===== Given entries =====

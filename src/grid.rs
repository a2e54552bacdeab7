use core::fmt;
use std::str::FromStr;

use itertools::iproduct;
use log::debug;
use petgraph::unionfind::UnionFind;
use smallvec::SmallVec;

use crate::cell::{Cell, CellState, Position};
use crate::error::{GridError, ParseGridError};
use crate::NEIGHBOR_ORDER;

/// Caller-side geometry. The search never reads the pixel width; it only exists so a
/// renderer can place cells.
#[derive(Clone, Copy, Debug, PartialEq, Eq)]
pub struct GridConfig {
    pub rows: usize,
    pub pixel_width: u32,
}

impl Default for GridConfig {
    fn default() -> GridConfig {
        GridConfig {
            rows: 50,
            pixel_width: 800,
        }
    }
}

/// [Grid] owns a square, row-major block of [Cell]s. Besides cell states it keeps the
/// adjacency of every cell as a [u8] mask (one bit per [Direction](crate::Direction))
/// and the connected components of the free cells in a [UnionFind]. Both are derived
/// from the barrier layout and only recomputed by [refresh_adjacency](Self::refresh_adjacency).
#[derive(Clone, Debug)]
pub struct Grid {
    rows: usize,
    pixel_width: u32,
    cells: Vec<Cell>,
    neighbours: Vec<u8>,
    components: UnionFind<usize>,
    adjacency_dirty: bool,
    start: Option<Position>,
    end: Option<Position>,
}

impl Default for Grid {
    fn default() -> Grid {
        Grid::from_config(&GridConfig::default())
    }
}

impl Grid {
    /// Builds a `rows`x`rows` grid of free cells with up to date adjacency.
    pub fn new(rows: usize, pixel_width: u32) -> Grid {
        let cells = iproduct!(0..rows, 0..rows)
            .map(|(row, col)| Cell::new(Position::new(row, col)))
            .collect::<Vec<Cell>>();
        let mut grid = Grid {
            rows,
            pixel_width,
            neighbours: vec![0; cells.len()],
            components: UnionFind::new(cells.len()),
            cells,
            adjacency_dirty: true,
            start: None,
            end: None,
        };
        grid.refresh_adjacency();
        grid
    }

    pub fn from_config(config: &GridConfig) -> Grid {
        Grid::new(config.rows, config.pixel_width)
    }

    /// Number of cells per side.
    pub fn rows(&self) -> usize {
        self.rows
    }
    pub fn pixel_width(&self) -> u32 {
        self.pixel_width
    }
    /// Side length of a single cell in pixels.
    pub fn cell_width(&self) -> u32 {
        u32::try_from(self.rows)
            .ok()
            .and_then(|rows| self.pixel_width.checked_div(rows))
            .unwrap_or(0)
    }
    pub fn start(&self) -> Option<Position> {
        self.start
    }
    pub fn end(&self) -> Option<Position> {
        self.end
    }

    pub fn in_bounds(&self, pos: Position) -> bool {
        pos.row < self.rows && pos.col < self.rows
    }
    fn ix(&self, pos: Position) -> usize {
        pos.row * self.rows + pos.col
    }
    fn checked_ix(&self, pos: Position) -> Result<usize, GridError> {
        if self.in_bounds(pos) {
            Ok(self.ix(pos))
        } else {
            Err(GridError::OutOfBounds {
                position: pos,
                rows: self.rows,
            })
        }
    }

    pub fn cell(&self, pos: Position) -> Option<&Cell> {
        self.in_bounds(pos).then(|| &self.cells[self.ix(pos)])
    }
    pub fn state(&self, pos: Position) -> Option<CellState> {
        self.cell(pos).map(Cell::state)
    }
    pub fn is_barrier(&self, pos: Position) -> bool {
        self.cell(pos).is_some_and(Cell::is_barrier)
    }
    /// All cells in row-major order.
    pub fn cells(&self) -> impl Iterator<Item = &Cell> {
        self.cells.iter()
    }
    /// Number of cells currently in `state`.
    pub fn count(&self, state: CellState) -> usize {
        self.cells.iter().filter(|c| c.state == state).count()
    }

    /// Sets a caller-owned state on a cell. Marking a new Start or End releases the
    /// previous one back to Free, so at most one of each exists.
    pub fn mark(&mut self, pos: Position, state: CellState) -> Result<(), GridError> {
        self.checked_ix(pos)?;
        if state.is_search_mark() {
            return Err(GridError::EngineOwnedState(state));
        }
        let conflict = match state {
            CellState::Start => self.end == Some(pos),
            CellState::End => self.start == Some(pos),
            CellState::Barrier => self.start == Some(pos) || self.end == Some(pos),
            _ => false,
        };
        if conflict {
            return Err(GridError::EndpointConflict(pos));
        }
        self.assign(pos, state);
        Ok(())
    }

    /// Returns a cell to Free, releasing the Start or End marker it may hold.
    pub fn reset(&mut self, pos: Position) -> Result<(), GridError> {
        self.mark(pos, CellState::Free)
    }

    /// Places the next marker on a cell: the start if there is none, then the end, then
    /// barriers. Placing onto an existing start or end does nothing. Returns the state
    /// the cell ends up in.
    pub fn place(&mut self, pos: Position) -> Result<CellState, GridError> {
        let ix = self.checked_ix(pos)?;
        if self.start.is_none() && self.end != Some(pos) {
            self.assign(pos, CellState::Start);
        } else if self.end.is_none() && self.start != Some(pos) {
            self.assign(pos, CellState::End);
        } else if self.start != Some(pos) && self.end != Some(pos) {
            self.assign(pos, CellState::Barrier);
        }
        Ok(self.cells[ix].state)
    }

    pub fn erase(&mut self, pos: Position) -> Result<(), GridError> {
        self.reset(pos)
    }

    /// Discards every cell and starts over with a free grid of the same geometry.
    pub fn clear(&mut self) {
        *self = Grid::new(self.rows, self.pixel_width);
    }

    /// Reverts Visited, Frontier and Path cells to Free and restores the Start and End
    /// markers, leaving barriers alone.
    pub fn clear_search_marks(&mut self) {
        for cell in self.cells.iter_mut() {
            if cell.state.is_search_mark() {
                cell.state = CellState::Free;
            }
        }
        if let Some(start) = self.start {
            let ix = self.ix(start);
            self.cells[ix].state = CellState::Start;
        }
        if let Some(end) = self.end {
            let ix = self.ix(end);
            self.cells[ix].state = CellState::End;
        }
    }

    /// Writes a state while keeping the marker bookkeeping and the dirty flag in sync.
    fn assign(&mut self, pos: Position, state: CellState) {
        let ix = self.ix(pos);
        let previous = self.cells[ix].state;
        if self.start == Some(pos) {
            self.start = None;
        }
        if self.end == Some(pos) {
            self.end = None;
        }
        let released = match state {
            CellState::Start => self.start.replace(pos),
            CellState::End => self.end.replace(pos),
            _ => None,
        };
        if let Some(old) = released {
            let old_ix = self.ix(old);
            self.cells[old_ix].state = CellState::Free;
        }
        if (previous == CellState::Barrier) != (state == CellState::Barrier) {
            self.adjacency_dirty = true;
        }
        self.cells[ix].state = state;
    }

    /// Used by the engine for Frontier, Visited and Path marks.
    pub(crate) fn set_search_state(&mut self, pos: Position, state: CellState) {
        debug_assert!(state.is_search_mark());
        let ix = self.ix(pos);
        self.cells[ix].state = state;
    }

    /// Re-marks both endpoints after a path was traced over them. When they coincide
    /// only the Start marker moves; an End marker elsewhere is kept.
    pub(crate) fn restore_endpoints(&mut self, start: Position, end: Position) {
        if start != end {
            self.assign(end, CellState::End);
        }
        self.assign(start, CellState::Start);
    }

    /// True when barriers changed after the last [refresh_adjacency](Self::refresh_adjacency).
    pub fn is_adjacency_stale(&self) -> bool {
        self.adjacency_dirty
    }

    /// Recomputes the neighbour mask of every cell and the connected components. Needs
    /// to run after barrier edits and before searching.
    pub fn refresh_adjacency(&mut self) {
        debug!("Refreshing adjacency of {}x{} grid", self.rows, self.rows);
        for ix in 0..self.cells.len() {
            let pos = self.cells[ix].position();
            let mask = NEIGHBOR_ORDER
                .iter()
                .filter(|&&dir| {
                    pos.step(dir, self.rows)
                        .is_some_and(|n| !self.is_barrier(n))
                })
                .fold(0, |mask, dir| mask | dir.bit());
            self.neighbours[ix] = mask;
        }
        self.generate_components();
        self.adjacency_dirty = false;
    }

    /// Generates a new [UnionFind] structure and links up free neighbours to the same components.
    fn generate_components(&mut self) {
        debug!("Generating connected components");
        self.components = UnionFind::new(self.cells.len());
        for ix in 0..self.cells.len() {
            if self.cells[ix].is_barrier() {
                continue;
            }
            let pos = self.cells[ix].position();
            // Down and Right are enough, the other two links are made from the neighbour.
            for n in [Position::new(pos.row + 1, pos.col), Position::new(pos.row, pos.col + 1)] {
                if self.in_bounds(n) && !self.is_barrier(n) {
                    let n_ix = self.ix(n);
                    self.components.union(ix, n_ix);
                }
            }
        }
    }

    /// Free neighbours of a cell in [NEIGHBOR_ORDER], as of the last adjacency refresh.
    pub fn neighbors_of(&self, pos: Position) -> SmallVec<[Position; 4]> {
        if !self.in_bounds(pos) {
            return SmallVec::new();
        }
        let mask = self.neighbours[self.ix(pos)];
        NEIGHBOR_ORDER
            .iter()
            .filter(|dir| mask & dir.bit() != 0)
            .filter_map(|&dir| pos.step(dir, self.rows))
            .collect()
    }

    /// Retrieves the component id a given [Position] belongs to.
    pub fn get_component(&self, pos: Position) -> Option<usize> {
        self.in_bounds(pos)
            .then(|| self.components.find(self.ix(pos)))
    }

    /// Checks if `a` and `b` are free cells on the same connected component.
    pub fn reachable(&self, a: Position, b: Position) -> bool {
        if !self.in_bounds(a) || !self.in_bounds(b) || self.is_barrier(a) || self.is_barrier(b)
        {
            return false;
        }
        self.components.equiv(self.ix(a), self.ix(b))
    }
}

=====

**Task brief:** Start with the line above that contains "self.adjacency_dirty = false;" and stop after the line that contains "from the neighbour.". Output those lines exactly, and only those.

**Written response:**
        self.adjacency_dirty = false;
    }

    /// Generates a new [UnionFind] structure and links up free neighbours to the same components.
    fn generate_components(&mut self) {
        debug!("Generating connected components");
        self.components = UnionFind::new(self.cells.len());
        for ix in 0..self.cells.len() {
            if self.cells[ix].is_barrier() {
                continue;
            }
            let pos = self.cells[ix].position();
            // Down and Right are enough, the other two links are made from the neighbour.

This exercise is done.